La conversion à première demande peut porter sur tous les droits en usufruit que le conjoint survivant a recueillis au décès de son conjoint (mais le conjoint survivant conserve toutefois son droit de veto sur la conversion de son usufruit sur le logement familial). À moins que les parties n’en conviennent autrement, l’usufruit sera converti en une part indivise de la succession en pleine propriété en faveur de chacune des parties. Les parts revenant à chacun seront déterminées en fonction de la valeur de l’usufruit calculée sur base des tables de conversion prévues par la loi et publiées annuellement (voir ci-dessous).

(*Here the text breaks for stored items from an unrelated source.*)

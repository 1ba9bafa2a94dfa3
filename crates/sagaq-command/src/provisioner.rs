//! External collaborator interface
//!
//! Commands never perform side effects themselves; they delegate to a
//! [`ProvisioningApi`] supplied at execution time. Production implementations
//! wrap the real customer-management/provisioning backend and live outside
//! this workspace. Tests inject recorders or mocks.

use crate::envelope::FieldMap;
use crate::error::ExecutionError;

/// Side-effecting operations the command variants delegate to
///
/// Implementations must be safe to share across await points; the scheduler
/// holds one behind `Arc<dyn ProvisioningApi>`.
#[cfg_attr(test, mockall::automock)]
#[async_trait::async_trait]
pub trait ProvisioningApi: Send + Sync {
    /// Create a customer record in the backend
    ///
    /// # Errors
    /// `ExecutionError` if the backend refuses or cannot be reached
    async fn create_customer(
        &self,
        customer_id: &str,
        customer_data: &FieldMap,
    ) -> Result<(), ExecutionError>;

    /// Delete a customer record, compensating a failed create
    ///
    /// # Errors
    /// `ExecutionError` if the backend refuses or cannot be reached
    async fn delete_customer(&self, customer_id: &str) -> Result<(), ExecutionError>;

    /// Provision a resource in the backend
    ///
    /// # Errors
    /// `ExecutionError` if the backend refuses or cannot be reached
    async fn provision(
        &self,
        resource_id: &str,
        resource_config: &FieldMap,
    ) -> Result<(), ExecutionError>;

    /// Release a resource, compensating a failed provision
    ///
    /// # Errors
    /// `ExecutionError` if the backend refuses or cannot be reached
    async fn deprovision(&self, resource_id: &str) -> Result<(), ExecutionError>;
}
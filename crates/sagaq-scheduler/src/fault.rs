//! Fault injection hooks
//!
//! The scheduler consults a [`FaultInjector`] before every execution
//! attempt. An injected error short-circuits the attempt without touching
//! the collaborator, which makes failure paths exercisable on demand:
//! scripted closures for tests, a seeded random injector for simulation.
//! Nothing here reads the environment; a run is fully determined by its
//! inputs.

use rand::rngs::StdRng;
use rand::{Rng, SeedableRng};
use sagaq_command::{ExecutionError, SerializedCommand};

/// Decides whether an execution attempt fails before it starts
pub trait FaultInjector: Send {
    /// Verdict for one attempt of one command
    ///
    /// `attempt` starts at 1. Returning `Some` fails the attempt with the
    /// given error.
    fn inject(&mut self, command: &SerializedCommand, attempt: u32) -> Option<ExecutionError>;
}

/// Never injects anything, the default
#[derive(Debug, Default, Clone, Copy)]
pub struct NoFaults;

impl FaultInjector for NoFaults {
    fn inject(&mut self, _command: &SerializedCommand, _attempt: u32) -> Option<ExecutionError> {
        None
    }
}

impl<F> FaultInjector for F
where
    F: FnMut(&SerializedCommand, u32) -> Option<ExecutionError> + Send,
{
    fn inject(&mut self, command: &SerializedCommand, attempt: u32) -> Option<ExecutionError> {
        self(command, attempt)
    }
}

/// Seeded probabilistic injector for simulation runs
///
/// Same seed and same call sequence give the same verdicts.
#[derive(Debug)]
pub struct RandomFaults {
    rng: StdRng,
    failure_rate: f64,
}

impl RandomFaults {
    /// Create an injector failing roughly `failure_rate` of attempts
    ///
    /// The rate is clamped into `0.0..=1.0`.
    #[must_use]
    pub fn seeded(seed: u64, failure_rate: f64) -> Self {
        Self {
            rng: StdRng::seed_from_u64(seed),
            failure_rate: failure_rate.clamp(0.0, 1.0),
        }
    }
}

impl FaultInjector for RandomFaults {
    fn inject(&mut self, command: &SerializedCommand, _attempt: u32) -> Option<ExecutionError> {
        if self.rng.gen_bool(self.failure_rate) {
            Some(ExecutionError::FaultInjected(format!(
                "seeded fault for kind `{}`",
                command.kind()
            )))
        } else {
            None
        }
    }
}
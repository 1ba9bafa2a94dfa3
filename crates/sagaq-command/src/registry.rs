//! Command registry for envelope reconstruction
//!
//! Provides [`CommandRegistry`], the kind-keyed constructor table that turns
//! a [`SerializedCommand`] back into a live [`Command`]. Dispatch is an open
//! table lookup, so downstream crates can register their own variants next
//! to the built-ins.

use std::collections::HashMap;

use crate::command::{Command, CreateCustomer, ProvisionResources};
use crate::envelope::SerializedCommand;
use crate::error::{DecodeError, MalformedCommandError, UnknownKindError};

/// Constructor signature stored in the table
///
/// Takes the envelope, returns the reconstructed command or a field-level
/// decode failure.
pub type CommandConstructor =
    fn(&SerializedCommand) -> Result<Box<dyn Command>, MalformedCommandError>;

/// Kind-keyed table of command constructors
///
/// Registration takes `&mut self`, so the table is assembled at startup and
/// read-only once shared. There is no interior mutability to race on.
#[derive(Debug, Default, Clone)]
pub struct CommandRegistry {
    constructors: HashMap<String, CommandConstructor>,
}

impl CommandRegistry {
    /// Create new empty registry
    #[inline]
    #[must_use]
    pub fn new() -> Self {
        Self {
            constructors: HashMap::new(),
        }
    }

    /// Create registry with the built-in variants
    #[must_use]
    pub fn with_defaults() -> Self {
        let mut registry = Self::new();
        registry.register(CreateCustomer::KIND, CreateCustomer::reconstruct);
        registry.register(ProvisionResources::KIND, ProvisionResources::reconstruct);
        registry
    }

    /// Register a constructor for a kind, replacing any previous binding
    pub fn register(&mut self, kind: &str, constructor: CommandConstructor) {
        self.constructors.insert(kind.to_string(), constructor);
    }

    /// Reconstruct a command from its serialized envelope
    ///
    /// # Errors
    /// - `DecodeError::UnknownKind` if no constructor is registered for the
    ///   envelope's kind
    /// - `DecodeError::Malformed` if the constructor rejects the fields
    pub fn create(&self, serialized: &SerializedCommand) -> Result<Box<dyn Command>, DecodeError> {
        let constructor =
            self.constructors
                .get(serialized.kind())
                .ok_or_else(|| UnknownKindError {
                    kind: serialized.kind().to_string(),
                })?;
        Ok(constructor(serialized)?)
    }

    /// Check if a kind is registered
    #[inline]
    #[must_use]
    pub fn contains(&self, kind: &str) -> bool {
        self.constructors.contains_key(kind)
    }

    /// List all registered kinds
    #[inline]
    #[must_use]
    pub fn kinds(&self) -> Vec<&str> {
        self.constructors.keys().map(|k| k.as_str()).collect()
    }

    /// Get number of registered kinds
    #[inline]
    #[must_use]
    pub fn len(&self) -> usize {
        self.constructors.len()
    }

    /// Check if registry is empty
    #[inline]
    #[must_use]
    pub fn is_empty(&self) -> bool {
        self.constructors.is_empty()
    }
}

#[cfg(test)]
mod tests {
    use super::*;
    use crate::envelope::FieldMap;
    use crate::error::ExecutionError;
    use crate::provisioner::ProvisioningApi;
    use serde_json::json;

    #[test]
    fn registry_new_empty() {
        let registry = CommandRegistry::new();
        assert!(registry.is_empty());
        assert_eq!(registry.len(), 0);
    }

    #[test]
    fn registry_with_defaults() {
        let registry = CommandRegistry::with_defaults();
        assert_eq!(registry.len(), 2);
        assert!(registry.contains("create_customer"));
        assert!(registry.contains("provision_resources"));
    }

    #[test]
    fn registry_create_dispatches_by_kind() {
        let registry = CommandRegistry::with_defaults();
        let mut data = FieldMap::new();
        data.insert("name".to_string(), json!("John Doe"));
        let envelope = CreateCustomer::new("123", data).serialize();

        let command = registry.create(&envelope).unwrap();
        assert_eq!(command.kind(), "create_customer");
        assert_eq!(command.serialize(), envelope);
    }

    #[test]
    fn registry_create_unknown_kind() {
        let registry = CommandRegistry::with_defaults();
        let envelope = SerializedCommand::new("unknown_type");

        let err = registry.create(&envelope).unwrap_err();
        assert_eq!(
            err,
            DecodeError::UnknownKind(UnknownKindError {
                kind: "unknown_type".to_string(),
            })
        );
    }

    #[test]
    fn registry_create_malformed_fields() {
        let registry = CommandRegistry::with_defaults();
        let envelope = SerializedCommand::new("provision_resources");

        let err = registry.create(&envelope).unwrap_err();
        assert!(matches!(err, DecodeError::Malformed(_)));
    }

    #[derive(Debug, Clone, PartialEq)]
    struct Noop;

    impl Noop {
        const KIND: &'static str = "noop";

        fn reconstruct(
            _serialized: &SerializedCommand,
        ) -> Result<Box<dyn Command>, MalformedCommandError> {
            Ok(Box::new(Self))
        }
    }

    #[async_trait::async_trait]
    impl Command for Noop {
        fn kind(&self) -> &'static str {
            Self::KIND
        }

        async fn execute(&self, _api: &dyn ProvisioningApi) -> Result<(), ExecutionError> {
            Ok(())
        }

        async fn undo(&self, _api: &dyn ProvisioningApi) -> Result<(), ExecutionError> {
            Ok(())
        }

        fn serialize(&self) -> SerializedCommand {
            SerializedCommand::new(Self::KIND)
        }
    }

    #[test]
    fn registry_accepts_external_kinds() {
        let mut registry = CommandRegistry::with_defaults();
        registry.register(Noop::KIND, Noop::reconstruct);

        assert_eq!(registry.len(), 3);
        let command = registry
            .create(&SerializedCommand::new("noop"))
            .unwrap();
        assert_eq!(command.kind(), "noop");
    }

    #[test]
    fn registry_register_overwrites() {
        let mut registry = CommandRegistry::with_defaults();
        registry.register(CreateCustomer::KIND, Noop::reconstruct);

        assert_eq!(registry.len(), 2);
        let envelope = SerializedCommand::new("create_customer");
        // the replacement constructor ignores fields entirely
        let command = registry.create(&envelope).unwrap();
        assert_eq!(command.kind(), "noop");
    }

    #[test]
    fn registry_kinds_lists_all() {
        let registry = CommandRegistry::with_defaults();
        let kinds = registry.kinds();
        assert!(kinds.contains(&"create_customer"));
        assert!(kinds.contains(&"provision_resources"));
    }
}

Comment déterminer la valeur de l’usufruit ?

Des tables légales publiées annuellement au Moniteur belge déterminent la valeur de l’usufruit selon l’âge de l’usufruitier au moment de la demande de conversion. L’usufruit étant un droit viager, ces tables prévoient que la valeur de l’usufruit diminue en fonction de l’âge de l’usufruitier. Les tables légales fixent une valeur forfaitaire à l’usufruit indépendamment du rendement réel du bien pour lequel la conversion est demandée

En cas d’accord à l'amiable, les parties ne sont pas obligées de se référer à ces tables légales. Elles peuvent en effet se baser sur d’autres tables de conversion établies par des praticiens, telles les tables Ledoux, Levie ou Schryvers. Toutefois, à défaut d’accord entre les parties, la loi prévoit que la conversion s’opèrera conformément aux tables légales précitées. La valeur de l’usufruit sera calculée à la date d’introduction en justice de la demande de conversion même si la procédure dure plusieurs années.

Dans le cadre d’une famille recomposée, le conjoint survivant est réputé avoir au moins vingt ans de plus que l’aîné des descendants issus d’une précédente union. Ceci, afin de protéger les enfants en cas de remariage de leurs parents avec une personne beaucoup plus jeune.

De même, si le conjoint survivant a en raison de son état de santé une espérance de vie manifestement inférieure à celle des tables de mortalité, le juge peut refuser la conversion ou écarter les tables de conversion et fixer d’autres modalités de conversion.

Conclusion

Il n’est pas toujours souhaitable qu’un bien soit détenu en usufruit/nue-propriété selon l’atmosphère familiale ou les besoins financiers des parties. La loi a donc prévu la possibilité de permettre une conversion de l’usufruit du conjoint survivant selon des modalités et conditions précises.

À défaut d’accord entre les parties, le litige sera porté devant les instances judiciaires. Le juge disposera d’un pouvoir d’appréciation en tenant compte des intérêts respectifs de chacune des parties. S’il marque son accord sur la conversion, il devra, sauf exceptions, s’appuyer sur les tables légales de conversion.

Le futur défunt a toutefois la possibilité d’anticiper ces éventuels conflits en fixant lui-même les conditions et modalités de la conversion de l’usufruit dans un testament, ce qui peut s’avérer utile notamment dans un contexte familial tendu.